Wem das ganze nun noch vom Geschmack her zu bitter ist, kann den Moringa Tee mit Hilfe einer Vielzahl an Lebensmitteln abschmecken. Hierfür eignen sich beispielsweise Honig, Agavendicksaft oder auch Ahornsirup. Wenn eher ein revitalisierender und frischer Charakter erwünscht ist, ist die Verfeinerung durch Zitronen- oder Limettensaft zu empfehlen.

Ein weiterer Faktor, der im Zusammenhang mit dem Verzehr genannt werden muss ist, dass der Tee kein Koffein enthält und damit auch bedenkenlos am Abend genossen werden kann.

Über welche gesundheitsfördernden Wirkungen verfügt der Tee?

Die Mehrzahl der gesundheitsfördernden Wirkungen dieses Wundertees sind auf die enthaltenen Antioxidantien zurückzuführen. Zellen stellen die kleinste Einheit in unserem Körper dar und bilden damit den Grundbaustein für sämtliche biochemische Prozesse. Gute Zellgesundheit ist essentiell für die Aufrechterhaltung der natürlichen körperlichen Abwehrkräfte, die Funktion des Stoffwechsels, der Verdauung und des Herz-Kreislauf-Systems, sowie die effiziente Entgiftung und Entschlackung durch die Niere und Leber. Außerdem wirken Antioxidantien gezielt gegen freie Radikale und stellen dadurch eine gute Vorbeugung gegen sämtliche Krebserkrankungen dar.

Im Generellen sorgt der regelmäßige Konsum von Moringa Tee für ein erhöhtes körperliches, aber auch geistiges Wohlbefinden. Die wertvollen Inhaltsstoffe steigern die Konzentrations- und Leistungsfähigkeit, unterstützen das Gedächtnis und wirken sich äußerst positiv auf das Nervensystem aus.

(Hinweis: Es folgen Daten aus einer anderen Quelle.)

//! Modification-time based up-to-date check

use crate::error::StatusResult;
use crate::status::{any_file_newer_than, expand, max_mod_time, normalize_filename};
use crate::status::{Checker, StatusValue};
use std::fs;
use std::io;
use std::path::{Path, PathBuf};
use std::time::SystemTime;
use tracing::debug;

/// Compares the modification times of a task's sources against those of
/// the files it generates.
///
/// A sentinel file per task lives under `<temp_dir>/timestamp/`. Once it
/// exists it counts as one of the generated files, and it is moved to the
/// current time every time the task is found up to date. The next check
/// then measures changes since that confirmation rather than since the
/// outputs were last written.
#[derive(Debug, Clone, Default)]
pub struct Timestamp {
    /// Scratch directory holding checker state
    pub temp_dir: PathBuf,

    /// Task name, used to locate the sentinel file
    pub task: String,

    /// Base directory for relative patterns
    pub dir: PathBuf,

    /// Source patterns
    pub sources: Vec<String>,

    /// Generated file patterns
    pub generates: Vec<String>,

    /// Never write to the file system
    pub dry: bool,
}

impl Timestamp {
    /// Create a checker for `task` resolving patterns under `dir`
    pub fn new(task: impl Into<String>, dir: impl Into<PathBuf>) -> Self {
        Timestamp {
            task: task.into(),
            dir: dir.into(),
            ..Default::default()
        }
    }

    pub fn with_temp_dir(mut self, temp_dir: impl Into<PathBuf>) -> Self {
        self.temp_dir = temp_dir.into();
        self
    }

    pub fn with_sources(mut self, sources: Vec<String>) -> Self {
        self.sources = sources;
        self
    }

    pub fn with_generates(mut self, generates: Vec<String>) -> Self {
        self.generates = generates;
        self
    }

    pub fn with_dry(mut self, dry: bool) -> Self {
        self.dry = dry;
        self
    }

    /// Location of this task's sentinel file
    pub fn timestamp_file_path(&self) -> PathBuf {
        self.temp_dir
            .join("timestamp")
            .join(normalize_filename(&self.task))
    }

    fn stale(&self, reason: &str) -> StatusResult<bool> {
        debug!(task = %self.task, "not up to date: {}", reason);
        Ok(false)
    }
}

impl Checker for Timestamp {
    fn is_up_to_date(&self) -> StatusResult<bool> {
        let now = SystemTime::now();

        if self.sources.is_empty() {
            return self.stale("no sources");
        }

        let sources = match expand(&self.dir, &self.sources) {
            Ok(files) => files,
            Err(e) => return self.stale(&format!("expanding sources: {}", e)),
        };
        let mut generates = match expand(&self.dir, &self.generates) {
            Ok(files) => files,
            Err(e) => return self.stale(&format!("expanding generates: {}", e)),
        };

        let sentinel = self.timestamp_file_path();
        if sentinel.exists() {
            generates.push(sentinel.clone());
        } else if !self.dry {
            if let Err(e) = create_file(&sentinel) {
                debug!(path = %sentinel.display(), error = %e, "failed to create timestamp file");
            }
        }

        let generated_at = match max_mod_time(&generates) {
            Ok(Some(time)) => time,
            Ok(None) => return self.stale("nothing generated yet"),
            Err(e) => return self.stale(&e.to_string()),
        };

        match any_file_newer_than(&sources, generated_at) {
            Ok(false) => {}
            Ok(true) => return self.stale("a source changed"),
            Err(e) => return self.stale(&e.to_string()),
        }

        if !self.dry {
            if let Err(e) = touch(&sentinel, now) {
                debug!(path = %sentinel.display(), error = %e, "failed to touch timestamp file");
            }
        }

        debug!(task = %self.task, "up to date");
        Ok(true)
    }

    fn kind(&self) -> &'static str {
        "timestamp"
    }

    fn value(&self) -> StatusResult<StatusValue> {
        let sources = expand(&self.dir, &self.sources)?;
        let newest = max_mod_time(&sources)?;
        Ok(StatusValue::Timestamp(
            newest.unwrap_or(SystemTime::UNIX_EPOCH),
        ))
    }

    fn on_error(&self) -> StatusResult<()> {
        Ok(())
    }
}

fn create_file(path: &Path) -> io::Result<()> {
    if let Some(parent) = path.parent() {
        fs::create_dir_all(parent)?;
    }
    fs::File::options()
        .create(true)
        .truncate(false)
        .write(true)
        .open(path)?;
    Ok(())
}

fn touch(path: &Path, time: SystemTime) -> io::Result<()> {
    let file = fs::File::options().write(true).open(path)?;
    file.set_modified(time)
}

Weitere Anwendung findet Moringa Tee in der Vorsorge sowie Therapie von Diabetes. Die Moringa Pflanze ist bekannt dafür, die Aufrechterhaltung eines normalen Blutzuckerspiegels zu unterstützen, sowie den Cholesterinspiegel im Blut zu senken. Dadurch ist das Getränk ebenfalls eine effektiver Schutz vor übermäßiger Arterienverkalkung, auch bekannt als Arteriosklerose.

Moringa Tee verfügt außerdem über weitere gesundheitsfördernde Eigenschaften. Er stärkt das tiefe Bindegewebe, sorgt für mehr Wohlbefinden bei akuten und chronischen Schmerzen, Lindert Beschwerden bei rheumatischen und asthmatischen Krankheiten und unterstützt die Symptombekämpfung bei Verdauungsproblemen und Blähungen.